[Recorded data]
+++

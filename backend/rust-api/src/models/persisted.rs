//! Persisted answer state.
//!
//! The host stores a single opaque string per learner and content item. Two
//! logical fields travel in it: the answer text and whether it was submitted.
//! Submission is encoded by appending [`SUBMITTED_MARKER`] to the text; the
//! same encoding is used for the `response` of tracked statements.

use serde::{Deserialize, Serialize};

/// Reserved control sequence marking a submitted answer.
pub const SUBMITTED_MARKER: &str = "{submitted}";

#[derive(Debug, Clone, PartialEq, Eq, Serialize, Deserialize)]
pub struct PersistedState {
    pub answer_text: String,
    pub was_submitted: bool,
}

impl PersistedState {
    pub fn new(answer_text: impl Into<String>, was_submitted: bool) -> Self {
        Self {
            answer_text: answer_text.into(),
            was_submitted,
        }
    }

    pub fn encode(&self) -> String {
        encode(&self.answer_text, self.was_submitted)
    }

    /// Every marker occurrence is stripped; any occurrence means submitted.
    pub fn decode(raw: &str) -> Self {
        let answer_text = raw.replace(SUBMITTED_MARKER, "");
        let was_submitted = answer_text.len() != raw.len();
        Self {
            answer_text,
            was_submitted,
        }
    }
}

/// Remove the reserved marker from learner input so a draft can never
/// encode as submitted.
pub fn strip_marker(answer_text: &str) -> String {
    let mut text = answer_text.replace(SUBMITTED_MARKER, "");
    // Removing one occurrence can splice a new one together
    while text.contains(SUBMITTED_MARKER) {
        text = text.replace(SUBMITTED_MARKER, "");
    }
    text
}

pub fn encode(answer_text: &str, submitted: bool) -> String {
    if submitted {
        format!("{}{}", answer_text, SUBMITTED_MARKER)
    } else {
        answer_text.to_string()
    }
}

/// Previous state exactly as the host hands it over.
///
/// Older hosts stored the answer wrapped in a one-element array.
#[derive(Debug, Clone, PartialEq, Eq, Serialize, Deserialize)]
#[serde(untagged)]
pub enum PreviousState {
    Plain(String),
    Wrapped(Vec<String>),
}

impl PreviousState {
    /// Unwrap the legacy shape. Empty values count as no previous state.
    pub fn normalize(self) -> Option<String> {
        let raw = match self {
            PreviousState::Plain(raw) => raw,
            PreviousState::Wrapped(items) => items.into_iter().next()?,
        };
        (!raw.is_empty()).then_some(raw)
    }
}

impl From<String> for PreviousState {
    fn from(raw: String) -> Self {
        PreviousState::Plain(raw)
    }
}

impl From<&str> for PreviousState {
    fn from(raw: &str) -> Self {
        PreviousState::Plain(raw.to_string())
    }
}

/// Normalize and decode whatever the host delivered.
pub fn load_previous_state(raw: Option<PreviousState>) -> Option<PersistedState> {
    raw.and_then(PreviousState::normalize)
        .map(|raw| PersistedState::decode(&raw))
}

#[cfg(test)]
mod tests {
    use super::*;

    #[test]
    fn round_trips_both_flags() {
        for text in ["", "Hello", "multi\nline {braces}", "submitted"] {
            for submitted in [true, false] {
                let encoded = encode(text, submitted);
                assert_eq!(
                    PersistedState::decode(&encoded),
                    PersistedState::new(text, submitted)
                );
            }
        }
    }

    #[test]
    fn marker_is_appended_only_when_submitted() {
        assert_eq!(encode("Hello world", true), "Hello world{submitted}");
        assert_eq!(encode("Hello world", false), "Hello world");
    }

    #[test]
    fn stray_markers_are_stripped() {
        let state = PersistedState::decode("a{submitted}b{submitted}");
        assert_eq!(state, PersistedState::new("ab", true));
    }

    #[test]
    fn marker_alone_is_an_empty_submitted_answer() {
        let state = load_previous_state(Some("{submitted}".into())).unwrap();
        assert_eq!(state, PersistedState::new("", true));
    }

    #[test]
    fn learner_text_cannot_carry_the_marker() {
        let typed = strip_marker("my notes {submitted} draft");
        assert_eq!(typed, "my notes  draft");
        assert_eq!(
            PersistedState::decode(&encode(&typed, false)),
            PersistedState::new("my notes  draft", false)
        );
        assert_eq!(strip_marker("{submi{submitted}tted}"), "");
        assert_eq!(strip_marker("plain {braces}"), "plain {braces}");
    }

    #[test]
    fn legacy_wrapped_state_is_unwrapped() {
        let raw: PreviousState = serde_json::from_str(r#"["Hello{submitted}"]"#).unwrap();
        assert_eq!(
            load_previous_state(Some(raw)),
            Some(PersistedState::new("Hello", true))
        );

        let plain: PreviousState = serde_json::from_str(r#""Hello""#).unwrap();
        assert_eq!(
            load_previous_state(Some(plain)),
            Some(PersistedState::new("Hello", false))
        );
    }

    #[test]
    fn empty_shapes_mean_no_previous_state() {
        assert_eq!(load_previous_state(None), None);
        assert_eq!(load_previous_state(Some("".into())), None);
        assert_eq!(
            load_previous_state(Some(PreviousState::Wrapped(vec![]))),
            None
        );
        assert_eq!(
            load_previous_state(Some(PreviousState::Wrapped(vec![String::new()]))),
            None
        );
    }
}
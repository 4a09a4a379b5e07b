use serde::{Deserialize, Serialize};
use std::collections::BTreeMap;

const VERB_IRI_PREFIX: &str = "http://adlnet.gov/expapi/verbs/";
pub const INTERACTION_ACTIVITY_TYPE: &str = "http://adlnet.gov/expapi/activities/cmi.interaction";
pub const LONG_FILL_IN: &str = "long-fill-in";
pub const DEFAULT_LANGUAGE: &str = "en-US";

pub type LanguageMap = BTreeMap<String, String>;

#[derive(Debug, Clone, Copy, PartialEq, Eq, Serialize, Deserialize)]
#[serde(into = "VerbObject", try_from = "VerbObject")]
pub enum Verb {
    Initialized,
    Responded,
    Answered,
}

impl Verb {
    pub fn as_str(&self) -> &'static str {
        match self {
            Verb::Initialized => "initialized",
            Verb::Responded => "responded",
            Verb::Answered => "answered",
        }
    }

    pub fn iri(&self) -> String {
        format!("{}{}", VERB_IRI_PREFIX, self.as_str())
    }
}

#[derive(Debug, Clone, Serialize, Deserialize)]
struct VerbObject {
    id: String,
    #[serde(default)]
    display: LanguageMap,
}

impl From<Verb> for VerbObject {
    fn from(verb: Verb) -> Self {
        VerbObject {
            id: verb.iri(),
            display: language_map(verb.as_str()),
        }
    }
}

impl TryFrom<VerbObject> for Verb {
    type Error = String;

    fn try_from(object: VerbObject) -> Result<Self, Self::Error> {
        match object.id.strip_prefix(VERB_IRI_PREFIX) {
            Some("initialized") => Ok(Verb::Initialized),
            Some("responded") => Ok(Verb::Responded),
            Some("answered") => Ok(Verb::Answered),
            _ => Err(format!("unsupported verb: {}", object.id)),
        }
    }
}

#[derive(Debug, Clone, PartialEq, Eq, Serialize, Deserialize)]
#[serde(rename_all = "camelCase")]
pub struct InteractionDefinition {
    pub description: LanguageMap,
    #[serde(rename = "type")]
    pub activity_type: String,
    pub interaction_type: String,
    /// Always empty: free text answers are never scored here.
    pub correct_responses_pattern: Vec<String>,
}

impl InteractionDefinition {
    pub fn long_fill_in(prompt_text: &str) -> Self {
        Self {
            description: language_map(prompt_text),
            activity_type: INTERACTION_ACTIVITY_TYPE.to_string(),
            interaction_type: LONG_FILL_IN.to_string(),
            correct_responses_pattern: Vec::new(),
        }
    }
}

#[derive(Debug, Clone, PartialEq, Eq, Serialize, Deserialize)]
#[serde(rename_all = "camelCase")]
pub struct Activity {
    pub object_type: String,
    #[serde(skip_serializing_if = "Option::is_none")]
    pub id: Option<String>,
    pub definition: InteractionDefinition,
}

#[derive(Debug, Clone, PartialEq, Eq, Serialize, Deserialize)]
pub struct StatementResult {
    pub response: String,
}

/// Activity statement describing the learner's interaction.
#[derive(Debug, Clone, PartialEq, Eq, Serialize, Deserialize)]
pub struct Statement {
    pub verb: Verb,
    pub object: Activity,
    pub result: StatementResult,
}

impl Statement {
    pub fn new(
        verb: Verb,
        activity_id: Option<String>,
        definition: InteractionDefinition,
        response: String,
    ) -> Self {
        Self {
            verb,
            object: Activity {
                object_type: "Activity".to_string(),
                id: activity_id,
                definition,
            },
            result: StatementResult { response },
        }
    }

    pub fn definition(&self) -> &InteractionDefinition {
        &self.object.definition
    }

    pub fn response(&self) -> &str {
        &self.result.response
    }
}

/// Snapshot envelope handed to report renderers.
#[derive(Debug, Clone, PartialEq, Eq, Serialize, Deserialize)]
pub struct XapiData {
    pub statement: Statement,
}

fn language_map(text: &str) -> LanguageMap {
    let mut map = LanguageMap::new();
    map.insert(DEFAULT_LANGUAGE.to_string(), text.to_string());
    map
}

+++

Exercise goal:
Scan the records above for the string "encoded", then select every line that holds it.

Answer:
//! Submission is encoded by appending [`SUBMITTED_MARKER`] to the text; the
                let encoded = encode(text, submitted);
                    PersistedState::decode(&encoded),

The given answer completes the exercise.